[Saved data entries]
......
use serde::{Deserialize, Serialize};
use std::ops::{Add, Sub};

#[derive(Debug, Clone, Copy, PartialEq, Default, Serialize, Deserialize)]
pub struct Point {
    pub x: f64,
    pub y: f64,
}

impl Point {
    pub fn new(x: f64, y: f64) -> Self {
        Self { x, y }
    }

    pub fn distance_to(&self, other: Point) -> f64 {
        (other - *self).length()
    }

    pub fn lerp(self, to: Point, t: f64) -> Point {
        self + (to - self).scale(t)
    }
}

/// Displacement relative to some origin, usually the main element's center.
#[derive(Debug, Clone, Copy, PartialEq, Default, Serialize, Deserialize)]
pub struct Offset {
    pub dx: f64,
    pub dy: f64,
}

impl Offset {
    pub const ZERO: Offset = Offset { dx: 0.0, dy: 0.0 };

    pub fn new(dx: f64, dy: f64) -> Self {
        Self { dx, dy }
    }

    pub fn polar(radius: f64, angle: f64) -> Self {
        Self {
            dx: radius * angle.cos(),
            dy: radius * angle.sin(),
        }
    }

    pub fn length(&self) -> f64 {
        self.dx.hypot(self.dy)
    }

    pub fn angle(&self) -> f64 {
        self.dy.atan2(self.dx)
    }

    pub fn scale(self, factor: f64) -> Offset {
        Offset::new(self.dx * factor, self.dy * factor)
    }
}

impl Add<Offset> for Point {
    type Output = Point;

    fn add(self, rhs: Offset) -> Point {
        Point::new(self.x + rhs.dx, self.y + rhs.dy)
    }
}

impl Sub for Point {
    type Output = Offset;

    fn sub(self, rhs: Point) -> Offset {
        Offset::new(self.x - rhs.x, self.y - rhs.y)
    }
}

#[derive(Debug, Clone, Copy, PartialEq, Default, Serialize, Deserialize)]
pub struct Rect {
    pub x: f64,
    pub y: f64,
    pub width: f64,
    pub height: f64,
}

impl Rect {
    pub fn new(x: f64, y: f64, width: f64, height: f64) -> Self {
        Self {
            x,
            y,
            width,
            height,
        }
    }

    /// Bounding box of a circle.
    pub fn around(center: Point, radius: f64) -> Self {
        Self::new(
            center.x - radius,
            center.y - radius,
            radius * 2.0,
            radius * 2.0,
        )
    }

    pub fn contains(&self, p: Point) -> bool {
        p.x >= self.x && p.x <= self.x + self.width && p.y >= self.y && p.y <= self.y + self.height
    }

    pub fn center(&self) -> Point {
        Point::new(self.x + self.width / 2.0, self.y + self.height / 2.0)
    }
}
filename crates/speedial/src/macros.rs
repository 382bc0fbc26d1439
#[macro_export]
macro_rules! impl_string_newtype {
    ($name:ty) => {
        impl $name {
            pub fn new(s: impl Into<String>) -> Self {
                Self(s.into())
            }

            pub fn as_str(&self) -> &str {
                &self.0
            }
        }
    };
}
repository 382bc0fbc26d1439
pub mod app;
pub mod menu;
pub mod theme;
pub mod window;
......
**What the task asks**
Only the lines from the one holding "pub fn new(dx: f64, dy: f64)" to the end of the entries above belong in the answer, each copied exactly.

**Expected output**
    pub fn new(dx: f64, dy: f64) -> Self {
        Self { dx, dy }
    }

    pub fn polar(radius: f64, angle: f64) -> Self {
        Self {
            dx: radius * angle.cos(),
            dy: radius * angle.sin(),
        }
    }

    pub fn length(&self) -> f64 {
        self.dx.hypot(self.dy)
    }

    pub fn angle(&self) -> f64 {
        self.dy.atan2(self.dx)
    }

    pub fn scale(self, factor: f64) -> Offset {
        Offset::new(self.dx * factor, self.dy * factor)
    }
}

impl Add<Offset> for Point {
    type Output = Point;

    fn add(self, rhs: Offset) -> Point {
        Point::new(self.x + rhs.dx, self.y + rhs.dy)
    }
}

impl Sub for Point {
    type Output = Offset;

    fn sub(self, rhs: Point) -> Offset {
        Offset::new(self.x - rhs.x, self.y - rhs.y)
    }
}

#[derive(Debug, Clone, Copy, PartialEq, Default, Serialize, Deserialize)]
pub struct Rect {
    pub x: f64,
    pub y: f64,
    pub width: f64,
    pub height: f64,
}

impl Rect {
    pub fn new(x: f64, y: f64, width: f64, height: f64) -> Self {
        Self {
            x,
            y,
            width,
            height,
        }
    }

    /// Bounding box of a circle.
    pub fn around(center: Point, radius: f64) -> Self {
        Self::new(
            center.x - radius,
            center.y - radius,
            radius * 2.0,
            radius * 2.0,
        )
    }

    pub fn contains(&self, p: Point) -> bool {
        p.x >= self.x && p.x <= self.x + self.width && p.y >= self.y && p.y <= self.y + self.height
    }

    pub fn center(&self) -> Point {
        Point::new(self.x + self.width / 2.0, self.y + self.height / 2.0)
    }
}
filename crates/speedial/src/macros.rs
repository 382bc0fbc26d1439
#[macro_export]
macro_rules! impl_string_newtype {
    ($name:ty) => {
        impl $name {
            pub fn new(s: impl Into<String>) -> Self {
                Self(s.into())
            }

            pub fn as_str(&self) -> &str {
                &self.0
            }
        }
    };
}
repository 382bc0fbc26d1439
pub mod app;
pub mod menu;
pub mod theme;
pub mod window;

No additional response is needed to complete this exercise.